Roderer has encountered no such problems—but she was once warned before doing a “Messiah” in a Southern venue that it was a very closety place. She reports she can be fully out “about 95 percent of the time” in her profession. She credits the several lesbian opera stars who have come out publicly in print in recent years, including sopranos Patricia Racette and Christine Brandes and mezzo Jill Grove.

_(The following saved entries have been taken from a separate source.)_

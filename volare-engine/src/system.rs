use std::time::Duration;

use parking_lot::MutexGuard;
use serde::Serialize;
use tracing::{debug, info};
use volare_shared::{sort_tickets, FlightId, Ticket, TicketId, UserId};

use crate::config::EngineConfig;
use crate::flight::{FlightState, SeatMap};
use crate::{ReservationError, ReservationResult};

/// Point-in-time occupancy of one flight, for reporting.
#[derive(Debug, Clone, Copy, PartialEq, Eq, Serialize)]
pub struct FlightOccupancy {
    pub flight_id: FlightId,
    pub seat_capacity: usize,
    pub booked_count: usize,
}

/// The reservation engine: a fixed fleet of flights accepting concurrent
/// book, cancel, change and dump calls.
///
/// The fleet's shape is immutable after construction, so only the
/// per-flight locks guard anything. Callers share the system by reference
/// (typically inside an `Arc`) across threads.
pub struct ReservationSystem {
    flights: Vec<FlightState>,
}

impl ReservationSystem {
    /// Builds a fleet of `flight_count` flights with `seats_per_flight`
    /// seats each. Every flight starts empty with its ticket counter at 1.
    pub fn new(flight_count: u16, seats_per_flight: u32) -> Self {
        let flights = (0..flight_count)
            .map(|flight_id| FlightState::new(flight_id, seats_per_flight as usize))
            .collect();

        info!(
            "Initialized fleet: {} flights, {} seats each",
            flight_count, seats_per_flight
        );
        Self { flights }
    }

    pub fn from_config(config: &EngineConfig) -> Self {
        Self::new(config.fleet.flight_count, config.fleet.seats_per_flight)
    }

    pub fn flight_count(&self) -> usize {
        self.flights.len()
    }

    /// The flight at `flight_id`, or [`ReservationError::InvalidFlight`]
    /// for an out-of-range index.
    pub fn flight(&self, flight_id: FlightId) -> ReservationResult<&FlightState> {
        self.flights
            .get(flight_id as usize)
            .ok_or(ReservationError::InvalidFlight(flight_id))
    }

    /// Books a seat on `flight_id`, failing fast if the flight is full.
    pub fn book(&self, user_id: UserId, flight_id: FlightId) -> ReservationResult<TicketId> {
        let ticket_id = self.flight(flight_id)?.try_book(user_id)?;
        debug!(
            "Booked ticket {} on flight {} for user {}",
            ticket_id, flight_id, user_id
        );
        Ok(ticket_id)
    }

    /// Blocking counterpart of [`ReservationSystem::book`]: waits until a
    /// seat frees up. Only an invalid flight index can fail it.
    pub fn book_waiting(&self, user_id: UserId, flight_id: FlightId) -> ReservationResult<TicketId> {
        let ticket_id = self.flight(flight_id)?.wait_and_book(user_id);
        debug!(
            "Booked ticket {} on flight {} for user {} after waiting",
            ticket_id, flight_id, user_id
        );
        Ok(ticket_id)
    }

    /// Bounded variant of [`ReservationSystem::book_waiting`]: gives up and
    /// returns `Ok(None)` if no seat frees up within `timeout`.
    pub fn book_waiting_timeout(
        &self,
        user_id: UserId,
        flight_id: FlightId,
        timeout: Duration,
    ) -> ReservationResult<Option<TicketId>> {
        Ok(self
            .flight(flight_id)?
            .wait_and_book_timeout(user_id, timeout))
    }

    /// Cancels the live ticket matching `(user_id, ticket_id)` on
    /// `flight_id`. Returns false for an invalid flight or a ticket that is
    /// not live; nothing is mutated in either case.
    pub fn cancel(&self, user_id: UserId, flight_id: FlightId, ticket_id: TicketId) -> bool {
        let Ok(flight) = self.flight(flight_id) else {
            return false;
        };

        let cancelled = flight.find_and_remove(user_id, ticket_id);
        if cancelled {
            debug!(
                "Cancelled ticket {} on flight {} for user {}",
                ticket_id, flight_id, user_id
            );
        }
        cancelled
    }

    /// Atomically moves a ticket from `old_flight_id` to `new_flight_id`.
    ///
    /// Cancel-on-old plus book-on-new execute as one transaction under both
    /// flights' locks: no other thread can observe the ticket on neither
    /// flight or on both. On any failure both flights are left untouched.
    /// The new ticket id comes from the new flight's own counter.
    pub fn change(
        &self,
        user_id: UserId,
        old_flight_id: FlightId,
        old_ticket_id: TicketId,
        new_flight_id: FlightId,
    ) -> ReservationResult<TicketId> {
        // Preconditions, before any lock is taken.
        let old_flight = self.flight(old_flight_id)?;
        let new_flight = self.flight(new_flight_id)?;
        if old_flight_id == new_flight_id {
            return Err(ReservationError::SameFlight(new_flight_id));
        }

        let (mut old_seats, mut new_seats) = lock_pair_ordered(old_flight, new_flight);

        let Some(offset) = old_seats.position_of(user_id, old_ticket_id) else {
            return Err(ReservationError::TicketNotFound {
                user_id,
                flight_id: old_flight_id,
                ticket_id: old_ticket_id,
            });
        };

        if new_seats.booked() == new_flight.seat_capacity() {
            return Err(ReservationError::FlightFull(new_flight_id));
        }

        // Book on the new flight before removing from the old one: the
        // passenger holds at least one ticket at every instant, even inside
        // the critical section.
        let new_ticket_id = new_seats.issue(user_id, new_flight_id);
        old_seats.remove_at(offset);

        new_flight.notify_waiters();
        old_flight.notify_waiters();

        debug!(
            "Changed user {} from flight {} (ticket {}) to flight {} (ticket {})",
            user_id, old_flight_id, old_ticket_id, new_flight_id, new_ticket_id
        );
        Ok(new_ticket_id)
    }

    /// Every flight's snapshot concatenated in flight-index order.
    ///
    /// Each per-flight snapshot is internally consistent, but the
    /// concatenation is not one global atomic view: flights already visited
    /// may mutate while later ones are being copied.
    pub fn dump_all_tickets(&self) -> Vec<Ticket> {
        let mut all = Vec::new();
        for flight in &self.flights {
            all.extend(flight.snapshot());
        }
        all
    }

    /// [`ReservationSystem::dump_all_tickets`] sorted by the packed ticket
    /// key, for deterministic reporting.
    pub fn dump_sorted(&self) -> Vec<Ticket> {
        let mut all = self.dump_all_tickets();
        sort_tickets(&mut all);
        all
    }

    /// Per-flight occupancy summary, same consistency caveat as the dump.
    pub fn occupancy(&self) -> Vec<FlightOccupancy> {
        self.flights
            .iter()
            .map(|flight| FlightOccupancy {
                flight_id: flight.flight_id(),
                seat_capacity: flight.seat_capacity(),
                booked_count: flight.booked_count(),
            })
            .collect()
    }
}

/// Acquires both flights' seat locks in ascending flight-index order and
/// returns the guards in `(first, second)` argument order.
///
/// The fixed total order over lock acquisition is the sole deadlock-safety
/// mechanism for cross-flight transfers: two opposite-direction changes
/// always contend for the lower-indexed flight first, so a circular wait
/// cannot form. Acquiring in request order instead would deadlock.
fn lock_pair_ordered<'a>(
    first: &'a FlightState,
    second: &'a FlightState,
) -> (MutexGuard<'a, SeatMap>, MutexGuard<'a, SeatMap>) {
    if first.flight_id() < second.flight_id() {
        let first_guard = first.lock_seats();
        let second_guard = second.lock_seats();
        (first_guard, second_guard)
    } else {
        let second_guard = second.lock_seats();
        let first_guard = first.lock_seats();
        (first_guard, second_guard)
    }
}

#[cfg(test)]
mod tests {
    use super::*;

    #[test]
    fn test_invalid_flight_rejected_everywhere() {
        let system = ReservationSystem::new(2, 4);

        assert_eq!(system.book(1, 2), Err(ReservationError::InvalidFlight(2)));
        assert_eq!(
            system.book_waiting(1, 9),
            Err(ReservationError::InvalidFlight(9))
        );
        assert_eq!(
            system.book_waiting_timeout(1, 2, Duration::from_millis(1)),
            Err(ReservationError::InvalidFlight(2))
        );
        assert!(!system.cancel(1, 2, 1));
        assert_eq!(
            system.change(1, 0, 1, 5),
            Err(ReservationError::InvalidFlight(5))
        );
        assert_eq!(
            system.change(1, 5, 1, 0),
            Err(ReservationError::InvalidFlight(5))
        );
    }

    #[test]
    fn test_same_flight_change_rejected() {
        let system = ReservationSystem::new(2, 4);
        let ticket = system.book(1, 0).unwrap();

        assert_eq!(
            system.change(1, 0, ticket, 0),
            Err(ReservationError::SameFlight(0))
        );
        // The ticket is untouched.
        assert_eq!(system.dump_all_tickets(), vec![Ticket::new(1, 0, ticket)]);
    }

    #[test]
    fn test_change_moves_ticket() {
        let system = ReservationSystem::new(3, 4);
        let old_ticket = system.book(7, 0).unwrap();
        system.book(8, 2).unwrap();

        let new_ticket = system.change(7, 0, old_ticket, 2).unwrap();

        // Fresh id from the target flight's own counter.
        assert_eq!(new_ticket, 2);
        assert_eq!(system.occupancy()[0].booked_count, 0);
        assert_eq!(system.occupancy()[2].booked_count, 2);

        // The old pair is gone; cancelling it finds nothing.
        assert!(!system.cancel(7, 0, old_ticket));
        assert!(system.cancel(7, 2, new_ticket));
    }

    #[test]
    fn test_change_not_found_leaves_both_flights_untouched() {
        let system = ReservationSystem::new(2, 4);
        let ticket = system.book(1, 0).unwrap();

        let result = system.change(2, 0, ticket, 1);
        assert_eq!(
            result,
            Err(ReservationError::TicketNotFound {
                user_id: 2,
                flight_id: 0,
                ticket_id: ticket,
            })
        );

        assert_eq!(system.occupancy()[0].booked_count, 1);
        assert_eq!(system.occupancy()[1].booked_count, 0);
        // No id was consumed on the target flight.
        assert_eq!(system.book(9, 1), Ok(1));
    }

    #[test]
    fn test_change_to_full_flight_keeps_old_ticket() {
        let system = ReservationSystem::new(2, 1);
        let old_ticket = system.book(1, 0).unwrap();
        system.book(2, 1).unwrap();

        assert_eq!(
            system.change(1, 0, old_ticket, 1),
            Err(ReservationError::FlightFull(1))
        );

        // Old ticket still live, target flight unchanged.
        assert!(system.cancel(1, 0, old_ticket));
        assert_eq!(system.occupancy()[1].booked_count, 1);
    }

    #[test]
    fn test_single_seat_fleet_scenario() {
        let system = ReservationSystem::new(2, 1);

        let ticket = system.book(7, 0).unwrap();
        assert_eq!(ticket, 1);
        assert_eq!(system.book(9, 0), Err(ReservationError::FlightFull(0)));

        // Moving to flight 1 issues ticket 1 from that flight's counter.
        let moved = system.change(7, 0, ticket, 1).unwrap();
        assert_eq!(moved, 1);
        assert_eq!(system.occupancy()[0].booked_count, 0);
        assert_eq!(system.occupancy()[1].booked_count, 1);

        assert!(system.cancel(7, 1, moved));
        assert!(system.dump_all_tickets().is_empty());
    }

    #[test]
    fn test_dump_concatenates_in_flight_order() {
        let system = ReservationSystem::new(3, 4);
        system.book(1, 2).unwrap();
        system.book(2, 0).unwrap();
        system.book(3, 1).unwrap();
        system.book(4, 0).unwrap();

        let dump = system.dump_all_tickets();
        let flight_ids: Vec<_> = dump.iter().map(|t| t.flight_id).collect();
        assert_eq!(flight_ids, vec![0, 0, 1, 2]);
    }

    #[test]
    fn test_dump_sorted_is_ticket_id_major() {
        let system = ReservationSystem::new(2, 4);
        system.book(1, 0).unwrap();
        system.book(2, 0).unwrap();
        system.book(3, 1).unwrap();

        let sorted = system.dump_sorted();
        assert_eq!(
            sorted,
            vec![
                Ticket::new(1, 0, 1),
                Ticket::new(3, 1, 1),
                Ticket::new(2, 0, 2),
            ]
        );
    }

    #[test]
    fn test_lock_pair_ordered_maps_guards_to_arguments() {
        let lower = FlightState::new(0, 4);
        let higher = FlightState::new(1, 4);

        // Request order opposite to index order: guards must still come
        // back matched to their arguments.
        {
            let (mut first, _second) = lock_pair_ordered(&higher, &lower);
            first.issue(9, higher.flight_id());
        }

        assert_eq!(higher.booked_count(), 1);
        assert_eq!(lower.booked_count(), 0);
        assert_eq!(higher.snapshot(), vec![Ticket::new(9, 1, 1)]);
    }

    #[test]
    fn test_from_config() {
        let config = EngineConfig::default();
        let system = ReservationSystem::from_config(&config);
        assert_eq!(system.flight_count(), config.fleet.flight_count as usize);
    }
}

“It’s even harder for sopranos, since we mezzos are often playing gypsies and goddesses and weird marginal characters. Pat and Chris, both totally out offstage, play romantic leads and they’re both such great actresses that no one gives it a second thought. That pressure seems to be harder for the guys—except of course for countertenors!”

Roderer has sung many of the standard dramatic mezzo roles. She thinks she does a fine Amneris and enjoyed covering Eboli in “Don Carlo” in San Francisco. Nevertheless it is precisely the dramatic character roles that attract her, many of them from the German repertory. Other idols include past Wagnerian greats Margarete Klose and Blanche Thebom. One of her highest profile international appearances came last year in “Die Walküre” at the famed Teatro Colón in Buenos Aires; she loved both city and theater, and the British magazine Opera singled her Fricka out as “authoritative” and “the best of the cast.”

In Stephen Wadsworth’s acclaimed Seattle “Ring” cycle, Roderer has sung the smaller part of Waltraute in “Walküre” and covered both Fricka and the more substantial appearance of Waltraute in “Götterdämmerung.” One dream role is the wonderfully evil Ortrud in “Lohengrin;” another is the show-stealing Klytemnestra in Richard Strauss’ “Elektra.” But she also stresses deliberately keeping a lot of comic “kooky parts” in her repertory, since she enjoys the variety and release that affords.

“I think I’m good at doing those crazy women and I think I need it.” Last year she took part in Gilbert and Sullivan’s “Patience” at City Opera. She’s looking forward to doing the meaty comic part of the Witch in “Hansel and Gretel” there next season, in James Robinson’s brilliant, Central Park-set production, using Cori Ellison’s titles.

Unlike many divas, Roderer also particularly enjoys singing English-language opera and contemporary music. Mrs. Grose in Benjamin Britten’s taut “Turn of the Screw” has been something of a calling card, and she’s also appeared in his “Paul Bunyan.” She’s greatly enjoyed collaborating with the noted American composer John Eaton, who wrote many leading parts for his mezzo wife, Nelda Nelson, now retired from singing. Furthermore, as a shameless horror movie fan, she’s hoping someone will write her a rich part like Dracula’s daughter. Meanwhile, she proudly looks forward to introducing a new take on Sappho to the New York public.